Por mucho que a veces nos irriten ciertos hábitos en la esfera política y en especial en el ejercicio del poder, y me confieso un crítico persistente de esos ambientes, lo cierto es que en sentido general esa clase tan denostada ha hecho su papel en la vida democrática y casi siempre es posible encontrar en ella más tolerancia y vocación de consenso que en la escena privada.
El hecho es que aún si reconocemos la necesidad de achicar el Gobierno, esa reducción de roles no implica ni debe conducir a una eliminación de la presencia de los partidos y del liderazgo político en las grandes decisiones nacionales. Con todo y lo que se le pueda criticar a la acción del Gobierno, genéricamente hablando, intentar que los intereses económicos controlen la vida política del país y pauten las decisiones que afectan directa e indirectamente al resto de la sociedad implicaría un retroceso en la vida institucional.
Actuar contra el mercado en una sociedad que se precia de sus valores democráticos y que enarbola la libertad individual como esencial, es un error que tercamente cometemos como nación. Pero declinar el papel regulador del Estado sería una equivocación mayor. Equivaldría a dejar a los más indefensos a merced de los más fuertes y hacer de la República un coto de los más hábiles y tramposos.

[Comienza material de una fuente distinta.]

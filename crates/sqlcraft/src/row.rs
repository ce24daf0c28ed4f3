//! Row mapping traits and utilities
//!
//! Rows are mapped through an explicit column table declared once per target
//! type, rather than by inspecting the type at runtime:
//!
//! ```ignore
//! use std::sync::LazyLock;
//! use sqlcraft::{NormalizerChain, Row, RowMapping};
//!
//! #[derive(Default)]
//! struct User { id: i64, name: String }
//!
//! static USER: LazyLock<RowMapping<User>> = LazyLock::new(|| {
//!     RowMapping::new()
//!         .field("id", |u: &mut User, v| u.id = v)
//!         .field("name", |u: &mut User, v| u.name = v)
//!         .with_normalizers(NormalizerChain::standard())
//! });
//!
//! let user = USER.map(&row)?;
//! ```

use crate::error::{SqlError, SqlResult};
use crate::normalize::{NormalizerChain, ValueKind};
use crate::value::{FromValue, Value};

/// One result row: ordered `(column, value)` pairs.
#[derive(Debug, Clone, PartialEq, Default)]
pub struct Row {
    columns: Vec<String>,
    values: Vec<Value>,
}

impl Row {
    pub fn new() -> Self {
        Self::default()
    }

    /// Append a column (builder style).
    pub fn with(mut self, column: impl Into<String>, value: impl Into<Value>) -> Self {
        self.push(column, value);
        self
    }

    pub fn push(&mut self, column: impl Into<String>, value: impl Into<Value>) -> &mut Self {
        self.columns.push(column.into());
        self.values.push(value.into());
        self
    }

    pub fn len(&self) -> usize {
        self.columns.len()
    }

    pub fn is_empty(&self) -> bool {
        self.columns.is_empty()
    }

    pub fn columns(&self) -> &[String] {
        &self.columns
    }

    /// Value of the first column named `column`.
    pub fn get(&self, column: &str) -> Option<&Value> {
        self.columns
            .iter()
            .position(|c| c == column)
            .map(|i| &self.values[i])
    }

    /// Value of `column`, or a decode error if it is missing.
    pub fn try_get(&self, column: &str) -> SqlResult<&Value> {
        self.get(column)
            .ok_or_else(|| SqlError::decode(column, "column not found in row"))
    }

    /// Convert the value of `column` into `T`.
    pub fn get_as<T: FromValue>(&self, column: &str) -> SqlResult<T> {
        T::from_value(self.try_get(column)?.clone())
            .map_err(|e| SqlError::decode(column, e.to_string()))
    }

    pub fn iter(&self) -> impl Iterator<Item = (&str, &Value)> {
        self.columns.iter().map(String::as_str).zip(self.values.iter())
    }
}

/// Trait for types that can be constructed from a [`Row`].
pub trait FromRow: Sized {
    fn from_row(row: &Row) -> SqlResult<Self>;
}

type Assign<T> = Box<dyn Fn(&mut T, Value) -> SqlResult<()> + Send + Sync>;

struct ColumnBinding<T> {
    column: String,
    kind: ValueKind,
    assign: Assign<T>,
}

/// Explicit column → field mapping table for `T`.
pub struct RowMapping<T> {
    bindings: Vec<ColumnBinding<T>>,
    normalizers: NormalizerChain,
}

impl<T> Default for RowMapping<T> {
    fn default() -> Self {
        Self {
            bindings: Vec::new(),
            normalizers: NormalizerChain::new(),
        }
    }
}

impl<T> RowMapping<T> {
    pub fn new() -> Self {
        Self::default()
    }

    /// Map `column` into a field through `assign`.
    ///
    /// The column value is normalized to `V::KIND` and converted with
    /// [`FromValue`] before `assign` runs.
    pub fn field<V, F>(mut self, column: &str, assign: F) -> Self
    where
        V: FromValue + 'static,
        F: Fn(&mut T, V) + Send + Sync + 'static,
    {
        let name = column.to_string();
        self.bindings.push(ColumnBinding {
            column: column.to_string(),
            kind: V::KIND,
            assign: Box::new(move |target, value| {
                let v = V::from_value(value).map_err(|e| SqlError::decode(&name, e.to_string()))?;
                assign(target, v);
                Ok(())
            }),
        });
        self
    }

    /// Install the normalizers applied to column values before conversion.
    pub fn with_normalizers(mut self, normalizers: NormalizerChain) -> Self {
        self.normalizers = normalizers;
        self
    }

    /// Mapped column names, in declaration order.
    pub fn columns(&self) -> impl Iterator<Item = &str> {
        self.bindings.iter().map(|b| b.column.as_str())
    }

    /// Apply the mapping to an existing value.
    pub fn apply(&self, target: &mut T, row: &Row) -> SqlResult<()> {
        for binding in &self.bindings {
            let value = row.try_get(&binding.column)?.clone();
            let value = self.normalizers.normalize(value, binding.kind);
            (binding.assign)(target, value)?;
        }
        Ok(())
    }
}

impl<T: Default> RowMapping<T> {
    /// Build a `T` from `row`.
    pub fn map(&self, row: &Row) -> SqlResult<T> {
        let mut target = T::default();
        self.apply(&mut target, row)?;
        Ok(target)
    }

    /// Build a `T` from each row.
    pub fn map_all(&self, rows: &[Row]) -> SqlResult<Vec<T>> {
        rows.iter().map(|row| self.map(row)).collect()
    }
}

impl<T> std::fmt::Debug for RowMapping<T> {
    fn fmt(&self, f: &mut std::fmt::Formatter<'_>) -> std::fmt::Result {
        f.debug_struct("RowMapping")
            .field("columns", &self.columns().collect::<Vec<_>>())
            .field("normalizers", &self.normalizers)
            .finish()
    }
}
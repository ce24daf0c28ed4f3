//! Fluent statement builders.
//!
//! ## Design
//!
//! - Every clause is a [`Concat`] configured with its SQL keyword as prefix,
//!   so empty clauses render nothing and never leave stray separators.
//! - Parameters are recorded per clause in call order and concatenated in
//!   clause order, so `?` placeholders and values always line up.
//! - Misuse (a second value for a write-once clause, a nested query with the
//!   wrong number of slots) is recorded when it happens and reported by
//!   [`SqlBuilder::build`], keeping the chain itself infallible.
//! - Builders are `Clone`; a clone is fully independent of its source.

pub mod concat;
pub mod delete;
pub mod insert;
pub mod select;
pub mod traits;
pub mod union;
pub mod update;
pub mod where_builder;

pub use concat::{Concat, ParamConcat};
pub use delete::Delete;
pub use insert::Insert;
pub use select::Select;
pub use traits::SqlBuilder;
pub use union::Union;
pub use update::Update;
pub use where_builder::Where;

/// Start a SELECT builder.
pub fn select() -> Select {
    Select::new()
}

/// Start a UNION builder.
pub fn union() -> Union {
    Union::new()
}

/// Start an INSERT builder for `table`.
pub fn insert_into(table: &str) -> Insert {
    Insert::new().into(table)
}

/// Start an UPDATE builder for `table`.
pub fn update(table: &str) -> Update {
    Update::new().table(table)
}

/// Start a DELETE builder for `table`.
pub fn delete_from(table: &str) -> Delete {
    Delete::new().from(table)
}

No hay por qué irse a los extremos. Así como nada bueno tiene un Estado hipertrofiado, sin límites en el gasto, poco recomendable sería dejar al país en manos de intereses económicos que sólo persiguen sus propios objetivos, los que casi nunca coinciden con las expectativas de las masas de población y mucho menos con las grandes y verdaderas prioridades. Necesitamos más iniciativa privada en la economía y más capacidad gerencial en el Gobierno.